Sensitivity and law can curb sectarianism. The night before the INC extravaganza in Metro Manila, Catholics marched around the Santo Domingo Church in Quezon City, in celebration of the Feast of Our Lady of La Naval. The procession clogged up major roads, but the mainstream media aired no complaints of inconvenience. Still, traffic enforcers could have done better.

Again the day after the INC event, the archipelago was made to stay home from work and school, in observance of the Muslim Eidul Adha, or Feast of the Sacrifice. In the news this time were employers grumbling about having to pay overtime workers double wages, and educators about holding Saturday makeup classes. Commentaries brimmed that such holidays should be limited to the Autonomous Region for Muslim Mindanao. After all, it rightly was noted, only eight percent of Filipinos are Muslim.

Wrong, on the other hand, is tyranny by the majority. The 80-percent Catholic Filipinos cannot impose holy feasts and customs on the 20-percent others. For one, INC brethren do not deck the halls with boughs of holly at Christmastime, so should not be compelled to join exchange-gifts in offices and schools. More so, the Muslims who do not celebrate Christmas, as they consider Jesus not God but Prophet.

Christians in general must learn to be politely ecumenical on public occasions. If asked to lead prayers in secular gatherings, Catholics need not open with the exclusively Trinitarian Sign of the Cross. In multi-faith events, they can in closing dispense with, “In Jesus’ name,” in favor of the all-encompassing “In the name of God Almighty.” Marian devotion may be spreading among non-Catholics, but that does not license agency chiefs to impose Rosary prayers on lunch breaks. Nothing lost, everything gained in being considerate.

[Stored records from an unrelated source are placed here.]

use crate::base::neterror::NetError;
use boring::ssl::{SslConnector, SslConnectorBuilder, SslMethod, SslVerifyMode, SslVersion};
use std::path::PathBuf;

/// ALPN wire encoding of `http/1.1`. The Upgrade handshake is HTTP/1.1 only.
const ALPN_HTTP_1_1: &[u8] = b"\x08http/1.1";

/// TLS configuration for `wss://` connections.
#[derive(Debug, Clone)]
pub struct TlsConfig {
    pub min_version: Option<SslVersion>,
    pub max_version: Option<SslVersion>,
    pub cipher_list: Option<String>,
    /// Extra PEM trust anchors, added on top of the system store.
    pub ca_file: Option<PathBuf>,
    /// Name used for SNI and certificate hostname checks instead of the URL host.
    pub server_name: Option<String>,
    pub verify_certificates: bool,
}

impl Default for TlsConfig {
    fn default() -> Self {
        Self {
            min_version: Some(SslVersion::TLS1_2),
            max_version: Some(SslVersion::TLS1_3),
            cipher_list: None,
            ca_file: None,
            server_name: None,
            verify_certificates: true,
        }
    }
}

impl TlsConfig {
    pub fn new() -> Self {
        Self::default()
    }

    pub fn ca_file(mut self, path: impl Into<PathBuf>) -> Self {
        self.ca_file = Some(path.into());
        self
    }

    pub fn server_name(mut self, name: impl Into<String>) -> Self {
        self.server_name = Some(name.into());
        self
    }

    /// Disable certificate and hostname verification.
    ///
    /// Only for talking to test servers with throwaway certificates.
    pub fn danger_disable_verification(mut self) -> Self {
        self.verify_certificates = false;
        self
    }

    pub fn min_version(mut self, version: SslVersion) -> Self {
        self.min_version = Some(version);
        self
    }

    pub fn max_version(mut self, version: SslVersion) -> Self {
        self.max_version = Some(version);
        self
    }

    pub fn cipher_list(mut self, ciphers: impl Into<String>) -> Self {
        self.cipher_list = Some(ciphers.into());
        self
    }

    /// The name to present in SNI and verify against.
    pub fn effective_server_name<'a>(&'a self, url_host: &'a str) -> &'a str {
        self.server_name.as_deref().unwrap_or(url_host)
    }

    /// Apply this configuration to an SSL connector builder.
    pub fn apply_to_builder(&self, builder: &mut SslConnectorBuilder) -> Result<(), NetError> {
        if let Some(min) = self.min_version {
            builder
                .set_min_proto_version(Some(min))
                .map_err(|_| NetError::SslProtocolError)?;
        }
        if let Some(max) = self.max_version {
            builder
                .set_max_proto_version(Some(max))
                .map_err(|_| NetError::SslProtocolError)?;
        }

        if let Some(ciphers) = &self.cipher_list {
            builder
                .set_cipher_list(ciphers)
                .map_err(|_| NetError::SslProtocolError)?;
        }

        builder
            .set_alpn_protos(ALPN_HTTP_1_1)
            .map_err(|_| NetError::SslProtocolError)?;

        if let Some(path) = &self.ca_file {
            builder.set_ca_file(path).map_err(|e| {
                tracing::warn!(path = %path.display(), error = %e, "failed to load CA file");
                NetError::SslProtocolError
            })?;
        }

        if self.verify_certificates {
            builder.set_verify(SslVerifyMode::PEER);
        } else {
            tracing::warn!("TLS certificate verification disabled");
            builder.set_verify(SslVerifyMode::NONE);
        }

        Ok(())
    }

    /// Build a connector with this configuration applied.
    pub fn connector(&self) -> Result<SslConnector, NetError> {
        let mut builder =
            SslConnector::builder(SslMethod::tls()).map_err(|_| NetError::SslProtocolError)?;
        self.apply_to_builder(&mut builder)?;
        Ok(builder.build())
    }

    /// Check if SNI should be set for this host.
    /// Per RFC 6066, SNI MUST NOT be set for raw IP addresses.
    pub fn should_set_sni(host: &str) -> bool {
        host.trim_start_matches('[')
            .trim_end_matches(']')
            .parse::<std::net::IpAddr>()
            .is_err()
    }
}
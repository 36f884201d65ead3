//! End-to-end WebSocket client tests.
//!
//! Covers:
//! - Interop with a tokio-tungstenite server (echo, ping, both close directions)
//! - Raw TCP peers for handshake failures, EOF and hand-written frames
//! - Close grace period when the peer never answers

use futures::{SinkExt, StreamExt};
use std::future::Future;
use std::sync::Arc;
use std::time::{Duration, Instant};
use tokio::io::{AsyncReadExt, AsyncWriteExt};
use tokio::net::{TcpListener, TcpStream};
use tokio_tungstenite::tungstenite;
use wsnet::ws::{
    compute_accept_key, CloseCode, CloseFrame, Event, FrameCodec, HandshakeError, Message, Opcode,
    ProtocolError, State, WebSocket, WebSocketBuilder,
};
use wsnet::{ErrorKind, NetError};

/// Accept one connection and hand it to `handler`.
async fn spawn_server<F, Fut>(handler: F) -> u16
where
    F: FnOnce(TcpStream) -> Fut + Send + 'static,
    Fut: Future<Output = ()> + Send + 'static,
{
    let listener = TcpListener::bind("127.0.0.1:0").await.unwrap();
    let port = listener.local_addr().unwrap().port();
    tokio::spawn(async move {
        let (stream, _) = listener.accept().await.unwrap();
        handler(stream).await;
    });
    port
}

/// Read the Upgrade request and return its Sec-WebSocket-Key.
async fn read_request(stream: &mut TcpStream) -> String {
    let mut buf = Vec::new();
    let mut chunk = [0u8; 1024];
    while !buf.windows(4).any(|w| w == b"\r\n\r\n") {
        let n = stream.read(&mut chunk).await.unwrap();
        assert!(n > 0, "client closed during handshake");
        buf.extend_from_slice(&chunk[..n]);
    }
    let request = String::from_utf8(buf).unwrap();
    request
        .lines()
        .find_map(|line| line.strip_prefix("Sec-WebSocket-Key: "))
        .unwrap()
        .trim()
        .to_string()
}

fn switching_protocols(key: &str) -> String {
    format!(
        "HTTP/1.1 101 Switching Protocols\r\n\
         Upgrade: websocket\r\n\
         Connection: Upgrade\r\n\
         Sec-WebSocket-Accept: {}\r\n\r\n",
        compute_accept_key(key)
    )
}

/// Complete the handshake as a raw server.
async fn raw_accept(stream: &mut TcpStream) {
    let key = read_request(stream).await;
    stream
        .write_all(switching_protocols(&key).as_bytes())
        .await
        .unwrap();
}

fn client(port: u16) -> WebSocketBuilder {
    WebSocketBuilder::new()
        .url(&format!("ws://127.0.0.1:{port}/test"))
        .unwrap()
        .close_timeout(Duration::from_secs(2))
}

fn expect_text(event: Option<Event>) -> String {
    match event {
        Some(Event::Message(Message::Text(text))) => text,
        other => panic!("expected text message, got {other:?}"),
    }
}

fn expect_closed(event: Option<Event>) -> (u16, String) {
    match event {
        Some(Event::Closed(frame)) => (frame.code.0, frame.reason),
        other => panic!("expected Closed, got {other:?}"),
    }
}

async fn echo_server(stream: TcpStream) {
    let mut ws = tokio_tungstenite::accept_async(stream).await.unwrap();
    while let Some(Ok(msg)) = ws.next().await {
        if msg.is_text() || msg.is_binary() {
            if ws.send(msg).await.is_err() {
                break;
            }
        }
    }
}

#[tokio::test]
async fn test_echo_and_client_close() {
    let port = spawn_server(echo_server).await;
    let ws = client(port).connect().await.unwrap();
    assert_eq!(ws.state(), State::Open);

    ws.send_text("hello").await.unwrap();
    assert_eq!(expect_text(ws.recv().await), "hello");

    ws.send_binary(vec![1u8, 2, 3]).await.unwrap();
    match ws.recv().await {
        Some(Event::Message(Message::Binary(data))) => assert_eq!(&data[..], &[1, 2, 3]),
        other => panic!("expected binary message, got {other:?}"),
    }

    ws.close(CloseCode::NORMAL, "done").await.unwrap();
    assert_eq!(ws.state(), State::Closed);
    assert_eq!(expect_closed(ws.recv().await).0, 1000);
    assert!(ws.recv().await.is_none());
    assert!(matches!(
        ws.send_text("late").await,
        Err(NetError::NotOpen {
            state: State::Closed
        })
    ));
}

#[tokio::test]
async fn test_fragmented_send_reassembled_by_peer() {
    let port = spawn_server(echo_server).await;
    let ws = client(port)
        .write_fragment_size(Some(3))
        .connect()
        .await
        .unwrap();

    ws.send_text("fragmented message").await.unwrap();
    assert_eq!(expect_text(ws.recv().await), "fragmented message");
    ws.close(CloseCode::NORMAL, "").await.unwrap();
}

#[tokio::test]
async fn test_server_ping_gets_pong() {
    let port = spawn_server(|stream| async move {
        let mut ws = tokio_tungstenite::accept_async(stream).await.unwrap();
        ws.send(tungstenite::Message::Ping(b"hb".to_vec()))
            .await
            .unwrap();
        let reply = loop {
            match ws.next().await {
                Some(Ok(tungstenite::Message::Pong(data))) => break data,
                Some(Ok(_)) => continue,
                other => panic!("expected pong, got {other:?}"),
            }
        };
        let text = format!("pong:{}", String::from_utf8_lossy(&reply));
        ws.send(tungstenite::Message::Text(text)).await.unwrap();
        while let Some(Ok(_)) = ws.next().await {}
    })
    .await;

    let ws = client(port).connect().await.unwrap();
    match ws.recv().await {
        Some(Event::Ping(data)) => assert_eq!(&data[..], b"hb"),
        other => panic!("expected ping, got {other:?}"),
    }
    assert_eq!(expect_text(ws.recv().await), "pong:hb");
    ws.close(CloseCode::NORMAL, "").await.unwrap();
}

#[tokio::test]
async fn test_server_initiated_close() {
    let port = spawn_server(|stream| async move {
        let mut ws = tokio_tungstenite::accept_async(stream).await.unwrap();
        ws.send(tungstenite::Message::Text("last".into()))
            .await
            .unwrap();
        ws.close(Some(tungstenite::protocol::CloseFrame {
            code: tungstenite::protocol::frame::coding::CloseCode::Away,
            reason: "bye".into(),
        }))
        .await
        .unwrap();
        while let Some(Ok(_)) = ws.next().await {}
    })
    .await;

    let ws = client(port).connect().await.unwrap();
    assert_eq!(expect_text(ws.recv().await), "last");
    assert_eq!(
        expect_closed(ws.recv().await),
        (1001, "bye".to_string())
    );
    assert_eq!(ws.state(), State::Closed);
    assert!(ws.recv().await.is_none());

    // Closing an already closed connection is a no-op
    ws.close(CloseCode::NORMAL, "").await.unwrap();
}

#[tokio::test]
async fn test_subprotocol_negotiation() {
    use tungstenite::handshake::server::{Request, Response};

    let port = spawn_server(|stream| async move {
        let callback = |req: &Request, mut resp: Response| {
            let offered = req
                .headers()
                .get("sec-websocket-protocol")
                .and_then(|v| v.to_str().ok())
                .unwrap_or_default()
                .to_string();
            assert_eq!(offered, "superchat, chat");
            resp.headers_mut()
                .insert("sec-websocket-protocol", "chat".parse().unwrap());
            Ok(resp)
        };
        let mut ws = tokio_tungstenite::accept_hdr_async(stream, callback)
            .await
            .unwrap();
        while let Some(Ok(_)) = ws.next().await {}
    })
    .await;

    let ws = client(port)
        .subprotocol("superchat")
        .subprotocol("chat")
        .header("X-Client", "wsnet-test")
        .connect()
        .await
        .unwrap();
    assert_eq!(ws.subprotocol(), Some("chat"));
    ws.close(CloseCode::NORMAL, "").await.unwrap();
}

#[tokio::test]
async fn test_concurrent_send_and_recv() {
    let port = spawn_server(echo_server).await;
    let ws = Arc::new(client(port).connect().await.unwrap());

    let reader = {
        let ws = ws.clone();
        tokio::spawn(async move {
            let mut texts = Vec::new();
            while let Some(event) = ws.recv().await {
                match event {
                    Event::Message(Message::Text(text)) => texts.push(text),
                    Event::Closed(_) => break,
                    _ => {}
                }
                if texts.len() == 3 {
                    break;
                }
            }
            texts
        })
    };

    for i in 0..3 {
        ws.send_text(format!("msg-{i}")).await.unwrap();
    }
    let texts = reader.await.unwrap();
    assert_eq!(texts, vec!["msg-0", "msg-1", "msg-2"]);
    ws.close(CloseCode::NORMAL, "").await.unwrap();
}

#[tokio::test]
async fn test_events_stream_ends_after_closed() {
    let port = spawn_server(|stream| async move {
        let mut ws = tokio_tungstenite::accept_async(stream).await.unwrap();
        for i in 0..3 {
            ws.send(tungstenite::Message::Text(format!("{i}")))
                .await
                .unwrap();
        }
        ws.close(None).await.unwrap();
        while let Some(Ok(_)) = ws.next().await {}
    })
    .await;

    let ws = client(port).connect().await.unwrap();
    let events: Vec<Event> = ws.events().collect().await;
    assert_eq!(events.len(), 4);
    assert!(events[..3]
        .iter()
        .all(|e| matches!(e, Event::Message(Message::Text(_)))));
    assert_eq!(expect_closed(events.last().cloned()).0, 1005);
}

#[tokio::test]
async fn test_bad_status_fails_open() {
    let port = spawn_server(|mut stream| async move {
        read_request(&mut stream).await;
        stream
            .write_all(b"HTTP/1.1 403 Forbidden\r\nContent-Length: 0\r\n\r\n")
            .await
            .unwrap();
    })
    .await;

    let ws = client(port).build().unwrap();
    let err = ws.open().await.unwrap_err();
    assert_eq!(err.kind(), ErrorKind::Handshake);
    assert!(matches!(
        err,
        NetError::Handshake(HandshakeError::BadStatus { status: 403, .. })
    ));
    assert_eq!(ws.state(), State::Closed);
    assert!(ws.recv().await.is_none());
}

#[tokio::test]
async fn test_bad_accept_fails_open() {
    let port = spawn_server(|mut stream| async move {
        read_request(&mut stream).await;
        let response = switching_protocols("AQIDBAUGBwgJCgsMDQ4PEA==");
        stream.write_all(response.as_bytes()).await.unwrap();
    })
    .await;

    let err = client(port).connect().await.unwrap_err();
    assert!(matches!(
        err,
        NetError::Handshake(HandshakeError::AcceptMismatch { .. })
    ));
}

#[tokio::test]
async fn test_handshake_timeout() {
    let port = spawn_server(|mut stream| async move {
        read_request(&mut stream).await;
        tokio::time::sleep(Duration::from_secs(5)).await;
    })
    .await;

    let err = client(port)
        .handshake_timeout(Some(Duration::from_millis(200)))
        .connect()
        .await
        .unwrap_err();
    assert!(matches!(
        err,
        NetError::Handshake(HandshakeError::TimedOut)
    ));
}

Back to traffic-causing sectarian activities, Filipinos have a social obligation. They must stop using national highways for processions on feast days of their municipios’ patron saints. With some 2,200 cities, towns, and oversized districts all celebrating such feast days, traffic will be tied up in six areas a day on average throughout the land. Others have a right to those public roads as well. Most tiresome for them perhaps is summertime, when Catholics hold Flores de Mayo and Santacruzan processions everywhere.

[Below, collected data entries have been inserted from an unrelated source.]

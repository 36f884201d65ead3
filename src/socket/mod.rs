//! Socket and connection management.
//!
//! Provides the byte transport under a WebSocket, mirroring Chromium's `net/socket/`:
//! - [`connectjob`]: DNS → TCP → TLS connection flow
//! - [`stream`]: plain or TLS stream
//! - [`tls`]: TLS configuration with BoringSSL
//! - [`transport`]: send / receive / half-close over a connected stream

pub mod connectjob;
pub mod stream;
pub mod tls;
pub mod transport;
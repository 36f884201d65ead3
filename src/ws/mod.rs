//! WebSocket client support.
//!
//! RFC 6455 over the crate's own transport (DNS → TCP → BoringSSL).
//! Mirrors Chromium's net/websockets/ split between handshake, framing
//! and the channel that drives them:
//! - [`handshake`]: HTTP/1.1 Upgrade request and response validation
//! - [`frame`]: frame encoding and incremental decoding
//! - [`protocol`]: sans-I/O state machine turning bytes into events
//! - [`connection`]: async facade owning the socket
//!
//! # Example
//! ```ignore
//! use wsnet::ws::{CloseCode, Event, WebSocket};
//!
//! let ws = WebSocket::connect("wss://echo.websocket.org").await?;
//! ws.send_text("Hello").await?;
//! if let Some(Event::Message(msg)) = ws.recv().await {
//!     println!("{:?}", msg.as_text());
//! }
//! ws.close(CloseCode::NORMAL, "").await?;
//! ```

pub mod config;
pub mod connection;
pub mod error;
pub mod frame;
pub mod handshake;
pub mod message;
pub mod protocol;

pub use config::WebSocketConfig;
pub use connection::{validate_url, WebSocket, WebSocketBuilder};
pub use error::{HandshakeError, ProtocolError};
pub use frame::{apply_mask, Frame, FrameCodec, Opcode, Role};
pub use handshake::{compute_accept_key, ClientHandshake, HandshakeResponse};
pub use message::{CloseCode, CloseFrame, Event, Message};
pub use protocol::{Protocol, State, Transmit};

This is not to say that all Filipinos are closed-minded. Christian and Muslim Filipinos alike were appalled when Malaysia recently decreed that Allah, the Arabic term for God, refers exclusively to the Muslim One and so may not be used in Christian Masses. Parish leaders in Quiapo, Manila, dutifully coordinate with civil authorities for order, safety, and cleanliness during the Procession of the Black Nazarene, attended by two million devotees every January. There was a time when, by Marcos martial-law diktat, all Filipinos were compelled to vote under pain of prison. Heeding better advice, the dictator modified the edict to exempt members of the Jehovah’s Witnesses and similar Judaic denominations that preach political neutrality. Of late Filipino hosts have learned to prepare halal and kosher meals to suit Muslim and Jewish guests — and, for restaurateurs, to increase revenues. Filipinos can be proud that their countrymen led worldwide movements for Interfaith Dialogue starting in the ‘90s.

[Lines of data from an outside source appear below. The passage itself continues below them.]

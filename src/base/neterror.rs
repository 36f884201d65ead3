use crate::ws::{HandshakeError, ProtocolError, State};
use std::io;
use std::sync::Arc;
use thiserror::Error;

/// Coarse error taxonomy for a WebSocket connection.
#[derive(Debug, Clone, Copy, PartialEq, Eq, Hash)]
pub enum ErrorKind {
    /// Name resolution, refused or timed out TCP connect, bad URL.
    Connect,
    /// TLS handshake or certificate failure.
    Tls,
    /// HTTP Upgrade exchange rejected or malformed.
    Handshake,
    /// Malformed frame or close code from the peer.
    Protocol,
    /// Sending while the connection is not open, or the write side is gone.
    Send,
}

#[derive(Debug, Error, Clone)]
pub enum NetError {
    // Connection Errors
    #[error("Connection closed (TCP FIN)")]
    ConnectionClosed,
    #[error("Connection reset (TCP RST)")]
    ConnectionReset,
    #[error("Connection refused")]
    ConnectionRefused,
    #[error("Connection failed")]
    ConnectionFailed,
    #[error("Connection to {host}:{port} failed: {source}")]
    ConnectionFailedTo {
        host: String,
        port: u16,
        #[source]
        source: Arc<io::Error>,
    },
    #[error("Connection timed out")]
    ConnectionTimedOut,
    #[error("Name not resolved")]
    NameNotResolved,
    #[error("Name not resolved: {domain}: {source}")]
    NameNotResolvedFor {
        domain: String,
        #[source]
        source: Arc<io::Error>,
    },

    // TLS Errors
    #[error("SSL protocol error")]
    SslProtocolError,
    #[error("SSL handshake with {host} failed: {reason}")]
    SslHandshakeFailed { host: String, reason: String },
    #[error("Certificate for {host} is invalid: {reason}")]
    CertificateInvalid { host: String, reason: String },

    // URL Errors
    #[error("Invalid URL")]
    InvalidUrl,
    #[error("Unknown URL scheme")]
    UnknownUrlScheme,

    // WebSocket Errors
    #[error("WebSocket handshake failed: {0}")]
    Handshake(#[from] HandshakeError),
    #[error("WebSocket protocol error: {0}")]
    Protocol(#[from] ProtocolError),
    #[error("WebSocket is not open (state: {state:?})")]
    NotOpen { state: State },
}

impl NetError {
    /// Numeric code in the style of Chromium's `net_error_list.h`.
    pub fn as_i32(&self) -> i32 {
        match self {
            NetError::ConnectionClosed => -100,
            NetError::ConnectionReset => -101,
            NetError::ConnectionRefused => -102,
            NetError::ConnectionFailed => -104,
            NetError::ConnectionFailedTo { .. } => -104,
            NetError::NameNotResolved => -105,
            NetError::NameNotResolvedFor { .. } => -105,
            NetError::SslProtocolError => -107,
            NetError::SslHandshakeFailed { .. } => -107,
            NetError::ConnectionTimedOut => -118,
            NetError::Protocol(_) => -145,
            NetError::Handshake(_) => -173,
            NetError::CertificateInvalid { .. } => -207,
            NetError::InvalidUrl => -300,
            NetError::UnknownUrlScheme => -302,
            NetError::NotOpen { .. } => -112,
        }
    }

    /// Which part of the connection lifecycle produced this error.
    pub fn kind(&self) -> ErrorKind {
        match self {
            NetError::InvalidUrl
            | NetError::UnknownUrlScheme
            | NetError::NameNotResolved
            | NetError::NameNotResolvedFor { .. }
            | NetError::ConnectionRefused
            | NetError::ConnectionTimedOut
            | NetError::ConnectionFailed
            | NetError::ConnectionFailedTo { .. } => ErrorKind::Connect,
            NetError::SslProtocolError
            | NetError::SslHandshakeFailed { .. }
            | NetError::CertificateInvalid { .. } => ErrorKind::Tls,
            NetError::Handshake(_) => ErrorKind::Handshake,
            NetError::Protocol(_) => ErrorKind::Protocol,
            NetError::NotOpen { .. } | NetError::ConnectionClosed | NetError::ConnectionReset => {
                ErrorKind::Send
            }
        }
    }

    /// Wrap an I/O error from a TCP connect attempt with its target.
    pub fn connection_failed_to(host: &str, port: u16, err: io::Error) -> Self {
        match err.kind() {
            io::ErrorKind::ConnectionRefused => NetError::ConnectionRefused,
            io::ErrorKind::TimedOut => NetError::ConnectionTimedOut,
            _ => NetError::ConnectionFailedTo {
                host: host.to_string(),
                port,
                source: Arc::new(err),
            },
        }
    }

    /// Wrap an I/O error from name resolution with the domain queried.
    pub fn dns_failed(domain: &str, err: io::Error) -> Self {
        NetError::NameNotResolvedFor {
            domain: domain.to_string(),
            source: Arc::new(err),
        }
    }

    /// Map an I/O error raised on an established socket.
    pub fn from_socket_io(err: &io::Error) -> Self {
        match err.kind() {
            io::ErrorKind::ConnectionReset | io::ErrorKind::ConnectionAborted => {
                NetError::ConnectionReset
            }
            io::ErrorKind::TimedOut => NetError::ConnectionTimedOut,
            _ => NetError::ConnectionClosed,
        }
    }
}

There’s virtue in secularism. Too many religious feasts celebrated as no-work national holidays are economically unproductive. It might be time for the government to scrap purely Christian holidays, like Holy Thursday and Good Friday. If it can be shown that only Catholics but not other Christians and major religions observe All Saints and All Souls Days, then those too must be left for purely religious and not official observance. The Congress calendar must revolve solely around the approval of the national budget, uninterrupted by long session breaks on such feasts. The Constitution mandates separation of Church and State.

 Meanwhile, New Year’s on the 1st of January is acknowledged as the only true international holiday. It’s pointless for the Senate to enact a Chinese New Year holiday. For if that happens, then what would stop the passage as well of observing March 21 as Zoroastrian, April 1 as Siamese, or August 29 as Alexandrine New Year’s Days.